Perhaps having had something better within reach will see us fight harder to recover it. Perhaps we’ll rediscover a common sense of purpose and come together to achieve it. Yes, of course, there is still a huge amount to do, we will still be opposed and vilified online, the war on wildlife will still be taking place, but in a sense the curtain has been lifted and we’ve seen behind it. It’s not too late, Nature has held on, incredibly wildlife is still there. We don’t have to marginalise it, cram it into a corner, or treat it as if were an inconvenience.

No doubt this short piece will resonate with some and be ridiculed by others. Some will recognise the feelings, others will think they’re the idealistic ramblings of a bunny hugger. Again, I’m not going to apologise. For a few months there was something tantalising and almost within reach, and it was a world I felt at peace within. I wasn’t angry. Shotguns fell silent instead of plundering our local wildlife. Birds dared to nest close to paths. Toads crossed roads rather than being flattened into them. Verges burst into colour as councils locked away their mowers. Of course the wildlife criminals were still out there (even the Daily Mail noted recently that bird of prey persecution has continued while those ‘key workers’ readying birds for the gun were out and about out with no-one to watch them), but in my small corner of the world nature was allowed to simply do what it had done for thousands of years before we became the most rampageous species the world has ever seen.

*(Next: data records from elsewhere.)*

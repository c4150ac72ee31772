// src/types.rs

use std::str::FromStr;

use nix::sys::signal::Signal;
use serde::Deserialize;

/// Which signal the supervisor sends to its children during kill-all.
///
/// - `Interrupt`: always SIGINT, whatever the host received (default).
/// - `Terminate`: always SIGTERM.
/// - `Kill`: always SIGKILL. Children get no chance to clean up.
/// - `Forward`: the same signal the supervisor itself received.
#[derive(Debug, Clone, Copy, PartialEq, Eq, Deserialize, Default)]
#[serde(rename_all = "lowercase")]
pub enum ChildSignal {
    #[default]
    Interrupt,
    Terminate,
    Kill,
    Forward,
}

impl ChildSignal {
    /// Resolve the signal to deliver to children given what the host received.
    pub fn resolve(self, received: Signal) -> Signal {
        match self {
            ChildSignal::Interrupt => Signal::SIGINT,
            ChildSignal::Terminate => Signal::SIGTERM,
            ChildSignal::Kill => Signal::SIGKILL,
            ChildSignal::Forward => received,
        }
    }
}

impl FromStr for ChildSignal {
    type Err = String;

    fn from_str(s: &str) -> Result<Self, Self::Err> {
        match s.trim().to_lowercase().as_str() {
            "interrupt" | "int" | "sigint" => Ok(ChildSignal::Interrupt),
            "terminate" | "term" | "sigterm" => Ok(ChildSignal::Terminate),
            "kill" | "sigkill" => Ok(ChildSignal::Kill),
            "forward" => Ok(ChildSignal::Forward),
            other => Err(format!(
                "invalid child_signal: {other} (expected \"interrupt\", \"terminate\", \"kill\" or \"forward\")"
            )),
        }
    }
}

/// Which standard stream a piece of output came from.
#[derive(Debug, Clone, Copy, PartialEq, Eq)]
pub enum StreamKind {
    Stdout,
    Stderr,
}

impl StreamKind {
    pub fn as_str(self) -> &'static str {
        match self {
            StreamKind::Stdout => "stdout",
            StreamKind::Stderr => "stderr",
        }
    }
}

And now, inevitably I suppose, we’re back. Will I take advantage of the ending of lockdown? It would be hypocritical to say that I won’t. I want to see family and friends again. I want to get out and explore. I want to ride my bike for miles and know there are cafes open to stop at. Of course I do. And do I understand how desperately people want to have this pandemic controlled and no longer newsworthy? To have the security of work and a salary? Again, of course. And if I were a glass-half-full type, I would be joining in the celebrations while fired up with a vision of what I’ve been experiencing, a renewed energy to tell everyone about that better world that is still there even while the curtain has begun to lower again. At the moment though it feels more like picking up the same heavy load I’d put down for a while rather than a refreshed leap out of the blocks ready for change.

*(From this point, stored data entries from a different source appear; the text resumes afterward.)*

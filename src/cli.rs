// src/cli.rs

//! CLI argument parsing using `clap`.

use clap::{Parser, ValueEnum};

use crate::types::ChildSignal;

/// Command-line arguments for `procvisor`.
#[derive(Debug, Clone, Parser)]
#[command(
    name = "procvisor",
    version,
    about = "Run commands under a supervisor that stops them all on Ctrl-C.",
    long_about = None
)]
pub struct CliArgs {
    /// Path to the config file (TOML).
    ///
    /// If omitted, `Procvisor.toml` in the current directory is used when it
    /// exists.
    #[arg(long, value_name = "PATH")]
    pub config: Option<String>,

    /// Shell command to run; may be given several times. Passed to the shell
    /// verbatim.
    #[arg(long = "cmd", value_name = "SHELL_CMD")]
    pub cmds: Vec<String>,

    /// Override `[supervisor].shell`.
    #[arg(long, value_name = "PATH")]
    pub shell: Option<String>,

    /// Override `[supervisor].child_signal` (interrupt, terminate, kill, forward).
    #[arg(long, value_name = "SIGNAL", value_parser = parse_child_signal)]
    pub child_signal: Option<ChildSignal>,

    /// Do not echo child stdout.
    #[arg(long)]
    pub quiet: bool,

    /// Logging level (error, warn, info, debug, trace).
    ///
    /// If omitted, `PROCVISOR_LOG` or a default level will be used.
    #[arg(long, value_enum, value_name = "LEVEL")]
    pub log_level: Option<LogLevel>,

    /// Load config and print what would run, but don't start anything.
    #[arg(long)]
    pub dry_run: bool,

    /// Program (and its arguments) to run directly, after `--`.
    #[arg(last = true, value_name = "PROGRAM")]
    pub command: Vec<String>,
}

/// Log level as exposed on the CLI.
#[derive(Debug, Copy, Clone, ValueEnum)]
pub enum LogLevel {
    Error,
    Warn,
    Info,
    Debug,
    Trace,
}

fn parse_child_signal(s: &str) -> Result<ChildSignal, String> {
    s.parse()
}

/// Convenience wrapper around `CliArgs::parse()`.
pub fn parse() -> CliArgs {
    CliArgs::parse()
}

I’ll adapt again. We all will. But right now, solastalgia: “the feeling of distress associated with environmental change close to your home“. It’s starting to feel as if we temporarily slowed a car crash by stopping the film running, not by removing the dangers. Now the film is running again and I’m sure I’m not the only one who is thinking, ‘A cleaner, quieter, kinder world? Yep, that really was something”. And I miss it already…

 

* EDIT: 26 June 2020 – the day lockdown exploded. How much did we change? Not much. A major incident was declared on June 26th as people flocked to England’s south coast after lockdown restrictions were eased slightly. Bournemouth, Christchurch and Poole council said services were ‘completely overstretched’ as visitors defied advice to stay away, and the next day media reported that these ‘visitors’ had dumped forty-one tonnes of rubbish on the Bournemouth coastline over two days, with disgusted locals even claiming to have found ‘poo in takeaway boxes’ on beaches.